The one-shot consultation framework is, on its face, a welcome development, a structured, transparent mechanism for early engagement on complex transactions. But it rests on a classification distinction that has become increasingly difficult to apply in practice.

The guidelines reserve the consultation process for Phase II and Phase III matters. Phase I transactions, those deemed straightforward, are excluded. In principle, this makes sense: routine mergers do not warrant the same level of pre-filing engagement.

But here is the difficulty. Since the onset of COVID, practitioners have observed a marked shift in the Commission’s classification practice. The Commission has, in effect, adopted the habit of classifying virtually all notifiable mergers as either Phase II or Phase III matters. Phase I classifications have become vanishingly rare. Whether this reflects a genuine increase in transactional complexity, a resource allocation preference, or an institutional tendency towards caution, the practical consequence is the same: the Phase I category has been largely hollowed out.

This raises a question that goes to the heart of the new consultation framework, and indeed to the broader functioning of South Africa’s merger control regime.

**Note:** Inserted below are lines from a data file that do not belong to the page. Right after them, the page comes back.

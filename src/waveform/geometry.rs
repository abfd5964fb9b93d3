//! Amplitudes to canvas coordinates

use crate::config::WaveformConfig;

/// Full range of a 16-bit sample.
pub const MAX_VALUE: f32 = 65_535.0;

/// Multiply by this to get an amplitude as a fraction of the half range.
const INV_MAX_VALUE: f32 = 2.0 / MAX_VALUE;

#[derive(Clone, Copy, Debug, PartialEq)]
pub struct WaveformPoint {
    pub x: f32,
    pub y: f32,
}

impl WaveformPoint {
    pub fn new(x: f32, y: f32) -> Self {
        Self { x, y }
    }

    pub fn midpoint(self, other: Self) -> Self {
        Self::new((self.x + other.x) / 2.0, (self.y + other.y) / 2.0)
    }
}

/// Placement rules for turning amplitudes into points.
#[derive(Clone, Copy, Debug, PartialEq)]
pub struct Geometry {
    /// Raw samples per emitted point. Zero is treated as one.
    pub stride: usize,
    pub horizontal_inset: f32,
    pub vertical_inset: f32,
}

impl Default for Geometry {
    fn default() -> Self {
        Self::from(&WaveformConfig::default())
    }
}

impl From<&WaveformConfig> for Geometry {
    fn from(config: &WaveformConfig) -> Self {
        Self {
            stride: config.stride,
            horizontal_inset: config.horizontal_inset,
            vertical_inset: config.vertical_inset,
        }
    }
}

impl Geometry {
    /// Sample every `stride`-th amplitude into canvas space.
    ///
    /// Horizontal spacing is per raw sample, so the stride changes point
    /// density but not the horizontal scale. Positive amplitudes draw upward.
    pub fn points(&self, amplitudes: &[i16], width: f32, height: f32) -> Vec<WaveformPoint> {
        if amplitudes.is_empty() {
            return Vec::new();
        }

        let sample_distance = match amplitudes.len() - 1 {
            0 => 0.0,
            gaps => (width - self.horizontal_inset * 2.0) / gaps as f32,
        };
        let center_y = height / 2.0;
        let max_amplitude = center_y - self.vertical_inset;
        let scale = INV_MAX_VALUE * max_amplitude;

        amplitudes
            .iter()
            .enumerate()
            .step_by(self.stride.max(1))
            .map(|(i, &amplitude)| {
                // TODO: fold the skipped samples into y instead of dropping them
                WaveformPoint::new(
                    self.horizontal_inset + i as f32 * sample_distance,
                    center_y - amplitude as f32 * scale,
                )
            })
            .collect()
    }
}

How do we actually know whether a transaction is a Phase I or Phase II matter and does the distinction, as currently applied, still serve a meaningful purpose?

If the Commission classifies nearly everything as Phase II, then the consultation mechanism is not really reserved for complex cases at all, it is available for most transactions, which in turn raises questions about the Commission’s capacity to deliver on the one-shot model at scale. And if the Phase I classification has effectively fallen into disuse, practitioners are left without a reliable framework for advising clients on likely timelines, procedural expectations, and the strategic value of seeking a pre-filing consultation in the first place.

That is not a question the guidelines answer. But it is the question that will determine whether this process works as intended.